Is a market crash imminent?
In late August, I’d warned investors of some troubling signs that portend a market crash. One of these was the Warren Buffett indicator. This takes the combined market cap of publicly listed companies and compares that to national GDP. Buffett’s favourite indicator had flashed red since the end of the summer.
Worse, a new report from the Bank of Canada (BoC) suggests that Canada’s economy will not recover from COVID-19 until 2022.
If a second market crash bears down on investors, now is the time to think about taking profits. Today, I want to look at three stocks that look pricey in a very shaky environment.
Why gold may have hit its ceiling in 2020
Gold has been a star in 2020, primarily on the back of volatility generated by this historical crisis. However, the spot price of the yellow metal has retreated from its record highs. Gold stocks have rewarded shareholders this year, but now may be a good time to take profits in some of your favourite miners.
Eldorado Gold (TSX:ELD)(NYSE:EGO) is a Vancouver-based company that owns and operates gold mines in Turkey, Greece, and Canada. Its shares have climbed 52% in 2020. However, the stock has dropped 10% week over week. The stock still boasts a favourite price-to-earnings ratio of 15, but this will not save the firm in a broader market crash.
Shares of Eldorado Gold surged into technically overbought territory in the middle of October. The stock has since retreated to neutral levels, but it may have a lot further to fall in this dangerous climate.
This renewable energy stock may succumb to a market crash
I’ve been bullish on renewable energy stocks this year. Boralex (TSX:BLX) is a Quebec-based company that develops, constructs, and operates renewable energy power facilities in Canada and abroad. This stock has increased 59% so far this year.

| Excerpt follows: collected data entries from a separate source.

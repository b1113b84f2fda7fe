use std::sync::Arc;
use std::sync::mpsc::{Receiver, Sender, TryRecvError, channel};
use std::thread;

use crate::catalog::{Catalog, CatalogEntry};
use crate::remote::{ProblemDetail, RemoteClient, SearchResult};

/// One autocomplete suggestion, normalized from either the local catalog
/// or the remote search endpoint.
#[derive(Debug, Clone, PartialEq, Eq)]
pub struct Suggestion {
    pub number: String,
    pub title: String,
    pub title_slug: String,
    pub difficulty: String,
    pub tags: Vec<String>,
    pub url: String,
}

impl From<&CatalogEntry> for Suggestion {
    fn from(entry: &CatalogEntry) -> Self {
        Self {
            number: entry.frontend_question_id.clone(),
            title: entry.title.clone(),
            title_slug: entry.title_slug.clone(),
            difficulty: entry.difficulty.clone(),
            tags: entry.tag_names(),
            url: entry.url(),
        }
    }
}

impl From<SearchResult> for Suggestion {
    fn from(result: SearchResult) -> Self {
        let url = if result.url.is_empty() {
            format!("https://leetcode.com/problems/{}/", result.title_slug)
        } else {
            result.url
        };
        Self {
            number: result.frontend_id,
            title: result.title,
            title_slug: result.title_slug,
            // Remote search hits carry no difficulty or tags.
            difficulty: String::new(),
            tags: Vec::new(),
            url,
        }
    }
}

enum Request {
    Search { seq: u64, query: String },
    Fetch { seq: u64, identifier: String },
}

enum Response {
    Suggestions { seq: u64, hits: Vec<Suggestion> },
    Detail { seq: u64, detail: Option<Box<ProblemDetail>> },
}

/// An event that survived the staleness guard.
#[derive(Debug)]
pub enum LookupEvent {
    Suggestions(Vec<Suggestion>),
    Detail(Option<Box<ProblemDetail>>),
}

/// Handle to the background lookup worker.
///
/// Requests are stamped with a monotonically increasing sequence number.
/// [`LookupHandle::poll`] drops any response that does not match the latest
/// issued request of its kind, so a slow response to an earlier keystroke
/// can never overwrite a newer one: the latest request wins.
pub struct LookupHandle {
    req_tx: Sender<Request>,
    resp_rx: Receiver<Response>,
    next_seq: u64,
    latest_search: u64,
    latest_fetch: u64,
}

impl LookupHandle {
    /// Start the worker thread. The catalog is owned by the caller and
    /// shared in; the worker consults it first and only falls back to the
    /// remote API when the catalog has nothing to offer.
    pub fn spawn(catalog: Arc<Catalog>, client: RemoteClient) -> Self {
        let (req_tx, req_rx) = channel::<Request>();
        let (resp_tx, resp_rx) = channel::<Response>();

        thread::spawn(move || worker_loop(req_rx, resp_tx, catalog, client));

        Self {
            req_tx,
            resp_rx,
            next_seq: 0,
            latest_search: 0,
            latest_fetch: 0,
        }
    }

    fn bump(&mut self) -> u64 {
        self.next_seq += 1;
        self.next_seq
    }

    /// Issue an autocomplete search. Supersedes any search still in flight.
    pub fn search(&mut self, query: &str) {
        let seq = self.bump();
        self.latest_search = seq;
        // A send failure means the worker is gone; the TUI degrades to
        // no suggestions, matching the "no results" failure policy.
        let _ = self.req_tx.send(Request::Search {
            seq,
            query: query.to_string(),
        });
    }

    /// Issue a detail fetch. Supersedes any fetch still in flight.
    pub fn fetch(&mut self, identifier: &str) {
        let seq = self.bump();
        self.latest_fetch = seq;
        let _ = self.req_tx.send(Request::Fetch {
            seq,
            identifier: identifier.to_string(),
        });
    }

    /// Drain the response channel, returning the first event that is still
    /// current. Stale responses are silently dropped.
    pub fn poll(&mut self) -> Option<LookupEvent> {
        loop {
            match self.resp_rx.try_recv() {
                Ok(Response::Suggestions { seq, hits }) => {
                    if seq == self.latest_search {
                        return Some(LookupEvent::Suggestions(hits));
                    }
                    // Stale: a newer search was issued after this one.
                }
                Ok(Response::Detail { seq, detail }) => {
                    if seq == self.latest_fetch {
                        self.latest_fetch = 0;
                        return Some(LookupEvent::Detail(detail));
                    }
                }
                Err(TryRecvError::Empty) | Err(TryRecvError::Disconnected) => return None,
            }
        }
    }
}

fn worker_loop(
    req_rx: Receiver<Request>,
    resp_tx: Sender<Response>,
    catalog: Arc<Catalog>,
    client: RemoteClient,
) {
    let runtime = match tokio::runtime::Builder::new_current_thread()
        .enable_all()
        .build()
    {
        Ok(rt) => rt,
        Err(e) => {
            tracing::error!(error = %e, "lookup worker failed to start");
            return;
        }
    };

    while let Ok(request) = req_rx.recv() {
        let response = match request {
            Request::Search { seq, query } => {
                let hits = if catalog.is_empty() {
                    let query = query.trim();
                    if query.is_empty() {
                        Vec::new()
                    } else {
                        runtime
                            .block_on(client.search(query))
                            .into_iter()
                            .map(Suggestion::from)
                            .collect()
                    }
                } else {
                    catalog.search(&query).into_iter().map(Suggestion::from).collect()
                };
                Response::Suggestions { seq, hits }
            }
            Request::Fetch { seq, identifier } => Response::Detail {
                seq,
                detail: runtime.block_on(client.problem(&identifier)).map(Box::new),
            },
        };

        if resp_tx.send(response).is_err() {
            // Handle dropped; nobody is listening anymore.
            return;
        }
    }
}

#[cfg(test)]
mod tests {
    use super::*;
    use crate::catalog::TopicTag;
    use std::time::{Duration, Instant};

    fn test_catalog() -> Arc<Catalog> {
        let entry = |id: &str, title: &str, slug: &str| CatalogEntry {
            frontend_question_id: id.to_string(),
            title: title.to_string(),
            title_slug: slug.to_string(),
            difficulty: "Easy".to_string(),
            topic_tags: vec![TopicTag {
                name: "Array".to_string(),
            }],
            paid_only: false,
        };
        Arc::new(Catalog::new(vec![
            entry("1", "Two Sum", "two-sum"),
            entry("146", "LRU Cache", "lru-cache"),
        ]))
    }

    fn poll_until(handle: &mut LookupHandle, deadline: Duration) -> Option<LookupEvent> {
        let start = Instant::now();
        while start.elapsed() < deadline {
            if let Some(event) = handle.poll() {
                return Some(event);
            }
            thread::sleep(Duration::from_millis(5));
        }
        None
    }

    #[test]
    fn catalog_search_answers_through_worker() {
        let client = RemoteClient::new("http://127.0.0.1:1"); // never contacted
        let mut handle = LookupHandle::spawn(test_catalog(), client);

        handle.search("two");
        match poll_until(&mut handle, Duration::from_secs(5)) {
            Some(LookupEvent::Suggestions(hits)) => {
                assert_eq!(hits.len(), 1);
                assert_eq!(hits[0].title, "Two Sum");
                assert_eq!(hits[0].url, "https://leetcode.com/problems/two-sum/");
            }
            other => panic!("expected suggestions, got {:?}", other),
        }
    }

    #[test]
    fn stale_search_responses_are_dropped() {
        let client = RemoteClient::new("http://127.0.0.1:1");
        let mut handle = LookupHandle::spawn(test_catalog(), client);

        // Two searches in quick succession. The worker answers both in
        // order, but only the response to the second may be surfaced.
        handle.search("two");
        handle.search("lru");

        let mut seen = Vec::new();
        let start = Instant::now();
        while start.elapsed() < Duration::from_secs(5) {
            if let Some(LookupEvent::Suggestions(hits)) = handle.poll() {
                seen.push(hits);
                break;
            }
            thread::sleep(Duration::from_millis(5));
        }

        assert_eq!(seen.len(), 1, "exactly one response should survive");
        assert_eq!(seen[0][0].title, "LRU Cache");
        // Nothing further arrives: the "two" response was dropped.
        assert!(handle.poll().is_none());
    }

    #[test]
    fn suggestion_from_remote_result_builds_url() {
        let suggestion: Suggestion = SearchResult {
            id: "1".to_string(),
            frontend_id: "1".to_string(),
            title: "Two Sum".to_string(),
            title_slug: "two-sum".to_string(),
            url: String::new(),
        }
        .into();
        assert_eq!(suggestion.url, "https://leetcode.com/problems/two-sum/");
        assert!(suggestion.difficulty.is_empty());
    }
}
use ratatui::layout::{Constraint, Direction, Layout as RatLayout, Rect};

pub struct Layout {
    pub inner_area: Rect, // Area inside the outer border
    pub sidebar_area: Rect,
    pub main_area: Rect,
    pub filters_area: Rect,
    pub status_area: Rect,
}

impl Layout {
    /// Minimum terminal dimensions required for the application
    /// Width: 38 columns (36 inner + 2 borders) allows sidebar (25) + main (11) when expanded,
    /// or just main (36) when sidebar is collapsed
    /// Height: 9 lines (2 outer borders + 1 content + 3 filters + 1 status + 2 buffer)
    pub const MIN_WIDTH: u16 = 38;
    pub const MIN_HEIGHT: u16 = 9;

    pub fn calculate(size: Rect, sidebar_width_percent: u16, sidebar_collapsed: bool) -> Self {
        // Ensure minimum terminal size (accounting for outer border)
        let min_width_with_border = Self::MIN_WIDTH + 2;
        let min_height_with_border = Self::MIN_HEIGHT + 2;
        let width = size.width.max(min_width_with_border);
        let height = size.height.max(min_height_with_border);
        let size = Rect::new(size.x, size.y, width, height);

        // Inner area accounts for the outer border: 1 char on each side
        let inner_area = Rect::new(
            size.x + 1,
            size.y + 1,
            size.width.saturating_sub(2),
            size.height.saturating_sub(2),
        );

        // Sidebar width with constraints (min ~25 chars, max ~40%); the
        // main area keeps at least 10 characters
        let sidebar_width = if sidebar_collapsed {
            0
        } else {
            let requested_width = (inner_area.width * sidebar_width_percent) / 100;
            let min_width = 25;
            let max_width = (inner_area.width * 40) / 100;

            requested_width
                .max(min_width)
                .min(max_width)
                .min(inner_area.width.saturating_sub(10))
        };

        // Split vertically: content, filters (3 lines for borders + content), status (1 line)
        let vertical = RatLayout::default()
            .direction(Direction::Vertical)
            .constraints([
                Constraint::Min(1),    // Content (sidebar + main)
                Constraint::Length(3), // Filters (needs borders + content)
                Constraint::Length(1), // Status
            ])
            .split(inner_area);

        // Split content area horizontally: sidebar, main
        let horizontal = RatLayout::default()
            .direction(Direction::Horizontal)
            .constraints([Constraint::Length(sidebar_width), Constraint::Min(1)])
            .split(vertical[0]);

        Self {
            inner_area,
            sidebar_area: horizontal[0],
            main_area: horizontal[1],
            filters_area: vertical[1],
            status_area: vertical[2],
        }
    }
}
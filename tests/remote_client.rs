//! Behavioural tests for the remote lookup client against a stub API.
//!
//! The client's failure policy is "empty or None, never an error to the
//! caller" — these tests pin that down for the status, transport and parse
//! failure cases.

use axum::Router;
use axum::http::{StatusCode, header};
use axum::routing::get;

use leettrack::remote::RemoteClient;

async fn spawn_upstream() -> String {
    let app = Router::new()
        .route(
            "/search",
            get(|| async {
                (
                    [(header::CONTENT_TYPE, "application/json")],
                    r#"[{"id":"1","frontend_id":"1","title":"Two Sum","title_slug":"two-sum","url":""},
                        {"id":"15","frontend_id":"15","title":"3Sum","title_slug":"3sum","url":""}]"#,
                )
            }),
        )
        .route(
            "/problem/{slug}",
            get(|| async {
                (
                    [(header::CONTENT_TYPE, "application/json")],
                    r#"{"id":"1","frontend_id":"1","title":"Two Sum","title_slug":"two-sum",
                        "difficulty":"Easy","likes":10,"dislikes":1,
                        "topicTags":[{"name":"Array"}],"hints":["use a map"]}"#,
                )
            }),
        )
        .route("/daily", get(|| async { (StatusCode::NOT_FOUND, "nope") }))
        .route(
            "/random",
            get(|| async { ([(header::CONTENT_TYPE, "application/json")], "not json at all") }),
        );

    let listener = tokio::net::TcpListener::bind("127.0.0.1:0").await.unwrap();
    let addr = listener.local_addr().unwrap();
    tokio::spawn(async move {
        axum::serve(listener, app).await.unwrap();
    });
    format!("http://{}", addr)
}

#[tokio::test]
async fn search_parses_results() {
    let client = RemoteClient::new(spawn_upstream().await);
    let results = client.search("sum").await;
    assert_eq!(results.len(), 2);
    assert_eq!(results[0].title, "Two Sum");
    assert_eq!(results[1].title_slug, "3sum");
}

#[tokio::test]
async fn problem_returns_detail() {
    let client = RemoteClient::new(spawn_upstream().await);
    let detail = client.problem("two-sum").await.expect("detail expected");
    assert_eq!(detail.title, "Two Sum");
    assert_eq!(detail.hints, vec!["use a map"]);

    let record = detail.into_record();
    assert_eq!(record.tags, vec!["Array"]);
    assert_eq!(record.remote.unwrap().likes, 10);
}

#[tokio::test]
async fn non_success_status_yields_none_or_empty() {
    let client = RemoteClient::new(spawn_upstream().await);
    assert!(client.daily().await.is_none());
}

#[tokio::test]
async fn parse_failure_yields_none() {
    let client = RemoteClient::new(spawn_upstream().await);
    assert!(client.random().await.is_none());
}

#[tokio::test]
async fn unreachable_host_yields_empty_results() {
    let client = RemoteClient::new("http://127.0.0.1:1");
    assert!(client.search("two sum").await.is_empty());
    assert!(client.problem("two-sum").await.is_none());
}
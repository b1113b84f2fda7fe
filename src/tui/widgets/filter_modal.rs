use ratatui::Frame;
use ratatui::layout::{Alignment, Constraint, Flex, Layout, Rect};
use ratatui::style::{Modifier, Style};
use ratatui::text::{Line, Span};
use ratatui::widgets::{Block, Borders, Clear, Paragraph};

use crate::config::Config;
use crate::models::Difficulty;
use crate::tui::app::{FilterFormField, FilterFormState};
use crate::tui::widgets::color::{get_contrast_text_color, parse_color};

/// Label for a difficulty index in the filter form (0 = All).
pub fn difficulty_filter_label(index: usize) -> &'static str {
    match index {
        0 => "All",
        i => Difficulty::ALL.get(i - 1).map(|d| d.as_str()).unwrap_or("All"),
    }
}

pub fn render_filter_modal(f: &mut Frame, area: Rect, form: &FilterFormState, config: &Config) {
    let active_theme = config.get_active_theme();
    let fg_color = parse_color(&active_theme.fg);
    let bg_color = parse_color(&active_theme.bg);
    let highlight_bg = parse_color(&active_theme.highlight_bg);
    let highlight_fg = get_contrast_text_color(highlight_bg);

    let popup_area = popup_area(area, 45, 40);
    f.render_widget(Clear, popup_area);

    let base = Style::default().fg(fg_color).bg(bg_color);
    let selected = Style::default().fg(highlight_fg).bg(highlight_bg);
    let style_for = |field: FilterFormField| {
        if form.current_field == field {
            selected
        } else {
            base
        }
    };

    let mut lines = Vec::new();
    lines.push(Line::from(Span::styled(
        "Filter the problem list",
        base.add_modifier(Modifier::BOLD),
    )));
    lines.push(Line::from(Span::styled("", Style::default())));

    lines.push(Line::from(vec![
        Span::styled("Difficulty: ", base),
        Span::styled(
            format!("< {} >", difficulty_filter_label(form.difficulty_index)),
            style_for(FilterFormField::Difficulty),
        ),
    ]));
    lines.push(Line::from(Span::styled("", Style::default())));

    let tag_text = form.tag.first_line();
    let tag_display = if tag_text.is_empty() && form.current_field != FilterFormField::Tag {
        "(any)".to_string()
    } else {
        format!("{}_", tag_text)
    };
    lines.push(Line::from(vec![
        Span::styled("Tag contains: ", base),
        Span::styled(tag_display, style_for(FilterFormField::Tag)),
    ]));
    lines.push(Line::from(Span::styled("", Style::default())));

    lines.push(Line::from(vec![
        Span::styled(" Apply ", style_for(FilterFormField::Apply)),
        Span::styled("  ", base),
        Span::styled(" Clear ", style_for(FilterFormField::Clear)),
        Span::styled("  ", base),
        Span::styled(" Cancel ", style_for(FilterFormField::Cancel)),
    ]));
    lines.push(Line::from(Span::styled("", Style::default())));
    lines.push(Line::from(Span::styled(
        "Tab: next field · ←/→: change difficulty · Enter: confirm · Esc: close",
        Style::default().fg(parse_color(&active_theme.muted)).bg(bg_color),
    )));

    let paragraph = Paragraph::new(lines)
        .block(
            Block::default()
                .borders(Borders::ALL)
                .title("Filters")
                .title_alignment(Alignment::Center)
                .style(base),
        )
        .style(base)
        .wrap(ratatui::widgets::Wrap { trim: true });

    f.render_widget(paragraph, popup_area);
}

/// Centered rect taking a percentage of the available area.
fn popup_area(area: Rect, percent_x: u16, percent_y: u16) -> Rect {
    let vertical = Layout::vertical([Constraint::Percentage(percent_y)]).flex(Flex::Center);
    let horizontal = Layout::horizontal([Constraint::Percentage(percent_x)]).flex(Flex::Center);
    let [area] = vertical.areas(area);
    let [area] = horizontal.areas(area);
    area
}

Shares of Boralex have dropped 8% over the past week. The company has put together a positive 2020 on the back of increased wind power production in Canada. I like Boralex in the long term, but the stock is positioned to be hit hard by volatility in a market crash. It has a beefy price-to-book value of 4.9 and is hovering near its 52-week high. Shares have spent most of October at overbought levels.
One more stock to consider bailing on today
Corus Entertainment (TSX:CJR.B) is a Toronto-based media and content company. News ratings have shot up in 2020, but Corus has failed to benefit from this trend, as advertisers have strayed away and opted against big spends during the pandemic. Shares of Corus have increased 46% in a three-month span.
Recently, I’d discussed Corus’ promising venture into the streaming space. It has made solid strides, but this progress may be squashed by a market crash. Investors should be very careful not to burn themselves on Corus stock in this environment.